REQUIRED WORK:
Could you write out the records below exactly as they appear?

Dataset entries
----

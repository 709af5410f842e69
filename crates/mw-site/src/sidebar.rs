//! Sidebar navigation built from a markdown document.
//!
//! Links in the sidebar document are turned into hash routes and collected
//! into a [`LinkMap`] keyed by normalized path (local documents) or absolute
//! URL (remote documents). The map feeds title resolution.

use std::collections::BTreeMap;

use mw_config::Config;
use mw_fetch::{Fetcher, is_absolute_url, resolve_path};
use mw_parser::escape_html;
use pulldown_cmark::{Event, Options, Parser, Tag, TagEnd, html};
use tracing::{debug, warn};

use crate::router::{encode_remote_path, lookup_key, normalize_path};

/// Metadata of one sidebar link.
#[derive(Debug, Clone, PartialEq, Eq)]
pub struct SidebarLink {
    /// Link text.
    pub label: String,
    /// Explicit link title (`[Label](page.md "Title")`).
    pub title: Option<String>,
}

/// Sidebar links by normalized path or remote URL.
pub type LinkMap = BTreeMap<String, SidebarLink>;

/// Where a sidebar link points.
struct Target {
    href: String,
    key: String,
}

/// Whether `dest` starts with a URI scheme such as `mailto:`.
fn has_scheme(dest: &str) -> bool {
    dest.split_once(':').is_some_and(|(scheme, _)| {
        scheme.starts_with(|c: char| c.is_ascii_alphabetic())
            && scheme
                .chars()
                .all(|c| c.is_ascii_alphanumeric() || matches!(c, '+' | '-' | '.'))
    })
}

/// Map a sidebar link destination to its hash route.
///
/// Returns `None` for destinations the router does not handle.
fn link_target(dest: &str, default_page: &str) -> Option<Target> {
    if is_absolute_url(dest) {
        let path = encode_remote_path(dest);
        return Some(Target {
            href: format!("#{path}"),
            key: dest.to_owned(),
        });
    }
    if has_scheme(dest) {
        return None;
    }
    if let Some(fragment) = dest.strip_prefix('#') {
        let key = normalize_path(fragment);
        return Some(Target {
            href: dest.to_owned(),
            key,
        });
    }

    let (path, anchor) = match dest.split_once('#') {
        Some((path, anchor)) => (path, Some(anchor)),
        None => (dest, None),
    };
    let path = path.trim_start_matches("./");
    let path = path.strip_suffix(".md").unwrap_or(path);
    let default_stem = default_page.strip_suffix(".md").unwrap_or(default_page);
    let key = if path.trim_matches('/') == default_stem {
        "/".to_owned()
    } else {
        normalize_path(path)
    };
    let href = match anchor {
        Some(anchor) => format!("#{key}#{anchor}"),
        None => format!("#{key}"),
    };
    Some(Target { href, key })
}

/// Sidebar navigation state.
#[derive(Debug, Default)]
pub struct Sidebar {
    markdown: Option<String>,
    default_page: String,
    links: LinkMap,
    active: Option<String>,
    html: String,
}

impl Sidebar {
    /// Create an empty sidebar.
    #[must_use]
    pub fn new(config: &Config) -> Self {
        Self {
            default_page: config.files.default_page.clone(),
            ..Self::default()
        }
    }

    /// Fetch and build the sidebar from `files.sidebar`.
    ///
    /// A missing sidebar document leaves the sidebar empty. Returns whether a
    /// document was loaded.
    pub fn load(&mut self, fetcher: &dyn Fetcher, config: &Config) -> bool {
        let location = resolve_path(&config.base_path, &config.files.sidebar);
        match fetcher.fetch(&location) {
            Ok(markdown) => {
                self.set_markdown(markdown);
                debug!(location = %location, links = self.links.len(), "Sidebar loaded");
                true
            }
            Err(e) => {
                warn!(location = %location, error = %e, "Sidebar not available");
                self.markdown = None;
                self.links.clear();
                self.html.clear();
                false
            }
        }
    }

    /// Rebuild the sidebar from markdown text.
    pub fn set_markdown(&mut self, markdown: impl Into<String>) {
        let markdown = markdown.into();
        self.links = self.collect_links(&markdown);
        self.markdown = Some(markdown);
        self.render();
    }

    fn collect_links(&self, markdown: &str) -> LinkMap {
        let mut links = LinkMap::new();
        let mut current: Option<(String, Option<String>, String)> = None;

        for event in Parser::new_ext(markdown, Options::empty()) {
            match event {
                Event::Start(Tag::Link {
                    dest_url, title, ..
                }) => {
                    current = link_target(&dest_url, &self.default_page).map(|target| {
                        let title = (!title.is_empty()).then(|| title.to_string());
                        (target.key, title, String::new())
                    });
                }
                Event::Text(text) | Event::Code(text) => {
                    if let Some((_, _, label)) = current.as_mut() {
                        label.push_str(&text);
                    }
                }
                Event::End(TagEnd::Link) => {
                    if let Some((key, title, label)) = current.take() {
                        links.entry(key).or_insert(SidebarLink {
                            label: label.trim().to_owned(),
                            title,
                        });
                    }
                }
                _ => {}
            }
        }
        links
    }

    fn render(&mut self) {
        let Some(markdown) = &self.markdown else {
            self.html.clear();
            return;
        };

        let active = self.active.as_deref();
        let default_page = &self.default_page;
        let events = Parser::new_ext(markdown, Options::empty()).map(|event| {
            if let Event::Start(Tag::Link {
                dest_url, title, ..
            }) = &event
                && let Some(target) = link_target(dest_url, default_page)
            {
                let mut tag = format!("<a href=\"{}\"", escape_html(&target.href));
                if !title.is_empty() {
                    tag.push_str(&format!(" title=\"{}\"", escape_html(title)));
                }
                if active == Some(target.key.as_str()) {
                    tag.push_str(" class=\"active\"");
                }
                tag.push('>');
                return Event::InlineHtml(tag.into());
            }
            if matches!(event, Event::End(TagEnd::Link)) {
                return Event::InlineHtml("</a>".into());
            }
            event
        });

        let mut output = String::new();
        html::push_html(&mut output, events);
        self.html = output;
    }

    /// Highlight the link for `path` (anchor already removed).
    pub fn set_active(&mut self, path: &str) {
        let key = lookup_key(path);
        if self.active.as_deref() != Some(key.as_str()) {
            self.active = Some(key);
            self.render();
        }
    }

    /// Key of the highlighted link.
    #[must_use]
    pub fn active(&self) -> Option<&str> {
        self.active.as_deref()
    }

    /// Rendered sidebar markup.
    #[must_use]
    pub fn html(&self) -> &str {
        &self.html
    }

    /// Link metadata by path or URL.
    #[must_use]
    pub fn links(&self) -> &LinkMap {
        &self.links
    }

    /// Metadata of the link for `key`.
    #[must_use]
    pub fn lookup(&self, key: &str) -> Option<&SidebarLink> {
        self.links.get(key)
    }
}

----

RESPONSE TO THIS TASK:
repository 709af5410f842e69
filename crates/mw-site/src/sidebar.rs
//! Sidebar navigation built from a markdown document.
//!
//! Links in the sidebar document are turned into hash routes and collected
//! into a [`LinkMap`] keyed by normalized path (local documents) or absolute
//! URL (remote documents). The map feeds title resolution.

use std::collections::BTreeMap;

use mw_config::Config;
use mw_fetch::{Fetcher, is_absolute_url, resolve_path};
use mw_parser::escape_html;
use pulldown_cmark::{Event, Options, Parser, Tag, TagEnd, html};
use tracing::{debug, warn};

use crate::router::{encode_remote_path, lookup_key, normalize_path};

/// Metadata of one sidebar link.
#[derive(Debug, Clone, PartialEq, Eq)]
pub struct SidebarLink {
    /// Link text.
    pub label: String,
    /// Explicit link title (`[Label](page.md "Title")`).
    pub title: Option<String>,
}

/// Sidebar links by normalized path or remote URL.
pub type LinkMap = BTreeMap<String, SidebarLink>;

/// Where a sidebar link points.
struct Target {
    href: String,
    key: String,
}

/// Whether `dest` starts with a URI scheme such as `mailto:`.
fn has_scheme(dest: &str) -> bool {
    dest.split_once(':').is_some_and(|(scheme, _)| {
        scheme.starts_with(|c: char| c.is_ascii_alphabetic())
            && scheme
                .chars()
                .all(|c| c.is_ascii_alphanumeric() || matches!(c, '+' | '-' | '.'))
    })
}

/// Map a sidebar link destination to its hash route.
///
/// Returns `None` for destinations the router does not handle.
fn link_target(dest: &str, default_page: &str) -> Option<Target> {
    if is_absolute_url(dest) {
        let path = encode_remote_path(dest);
        return Some(Target {
            href: format!("#{path}"),
            key: dest.to_owned(),
        });
    }
    if has_scheme(dest) {
        return None;
    }
    if let Some(fragment) = dest.strip_prefix('#') {
        let key = normalize_path(fragment);
        return Some(Target {
            href: dest.to_owned(),
            key,
        });
    }

    let (path, anchor) = match dest.split_once('#') {
        Some((path, anchor)) => (path, Some(anchor)),
        None => (dest, None),
    };
    let path = path.trim_start_matches("./");
    let path = path.strip_suffix(".md").unwrap_or(path);
    let default_stem = default_page.strip_suffix(".md").unwrap_or(default_page);
    let key = if path.trim_matches('/') == default_stem {
        "/".to_owned()
    } else {
        normalize_path(path)
    };
    let href = match anchor {
        Some(anchor) => format!("#{key}#{anchor}"),
        None => format!("#{key}"),
    };
    Some(Target { href, key })
}

/// Sidebar navigation state.
#[derive(Debug, Default)]
pub struct Sidebar {
    markdown: Option<String>,
    default_page: String,
    links: LinkMap,
    active: Option<String>,
    html: String,
}

impl Sidebar {
    /// Create an empty sidebar.
    #[must_use]
    pub fn new(config: &Config) -> Self {
        Self {
            default_page: config.files.default_page.clone(),
            ..Self::default()
        }
    }

    /// Fetch and build the sidebar from `files.sidebar`.
    ///
    /// A missing sidebar document leaves the sidebar empty. Returns whether a
    /// document was loaded.
    pub fn load(&mut self, fetcher: &dyn Fetcher, config: &Config) -> bool {
        let location = resolve_path(&config.base_path, &config.files.sidebar);
        match fetcher.fetch(&location) {
            Ok(markdown) => {
                self.set_markdown(markdown);
                debug!(location = %location, links = self.links.len(), "Sidebar loaded");
                true
            }
            Err(e) => {
                warn!(location = %location, error = %e, "Sidebar not available");
                self.markdown = None;
                self.links.clear();
                self.html.clear();
                false
            }
        }
    }

    /// Rebuild the sidebar from markdown text.
    pub fn set_markdown(&mut self, markdown: impl Into<String>) {
        let markdown = markdown.into();
        self.links = self.collect_links(&markdown);
        self.markdown = Some(markdown);
        self.render();
    }

    fn collect_links(&self, markdown: &str) -> LinkMap {
        let mut links = LinkMap::new();
        let mut current: Option<(String, Option<String>, String)> = None;

        for event in Parser::new_ext(markdown, Options::empty()) {
            match event {
                Event::Start(Tag::Link {
                    dest_url, title, ..
                }) => {
                    current = link_target(&dest_url, &self.default_page).map(|target| {
                        let title = (!title.is_empty()).then(|| title.to_string());
                        (target.key, title, String::new())
                    });
                }
                Event::Text(text) | Event::Code(text) => {
                    if let Some((_, _, label)) = current.as_mut() {
                        label.push_str(&text);
                    }
                }
                Event::End(TagEnd::Link) => {
                    if let Some((key, title, label)) = current.take() {
                        links.entry(key).or_insert(SidebarLink {
                            label: label.trim().to_owned(),
                            title,
                        });
                    }
                }
                _ => {}
            }
        }
        links
    }

    fn render(&mut self) {
        let Some(markdown) = &self.markdown else {
            self.html.clear();
            return;
        };

        let active = self.active.as_deref();
        let default_page = &self.default_page;
        let events = Parser::new_ext(markdown, Options::empty()).map(|event| {
            if let Event::Start(Tag::Link {
                dest_url, title, ..
            }) = &event
                && let Some(target) = link_target(dest_url, default_page)
            {
                let mut tag = format!("<a href=\"{}\"", escape_html(&target.href));
                if !title.is_empty() {
                    tag.push_str(&format!(" title=\"{}\"", escape_html(title)));
                }
                if active == Some(target.key.as_str()) {
                    tag.push_str(" class=\"active\"");
                }
                tag.push('>');
                return Event::InlineHtml(tag.into());
            }
            if matches!(event, Event::End(TagEnd::Link)) {
                return Event::InlineHtml("</a>".into());
            }
            event
        });

        let mut output = String::new();
        html::push_html(&mut output, events);
        self.html = output;
    }

    /// Highlight the link for `path` (anchor already removed).
    pub fn set_active(&mut self, path: &str) {
        let key = lookup_key(path);
        if self.active.as_deref() != Some(key.as_str()) {
            self.active = Some(key);
            self.render();
        }
    }

    /// Key of the highlighted link.
    #[must_use]
    pub fn active(&self) -> Option<&str> {
        self.active.as_deref()
    }

    /// Rendered sidebar markup.
    #[must_use]
    pub fn html(&self) -> &str {
        &self.html
    }

    /// Link metadata by path or URL.
    #[must_use]
    pub fn links(&self) -> &LinkMap {
        &self.links
    }

    /// Metadata of the link for `key`.
    #[must_use]
    pub fn lookup(&self, key: &str) -> Option<&SidebarLink> {
        self.links.get(key)
    }
}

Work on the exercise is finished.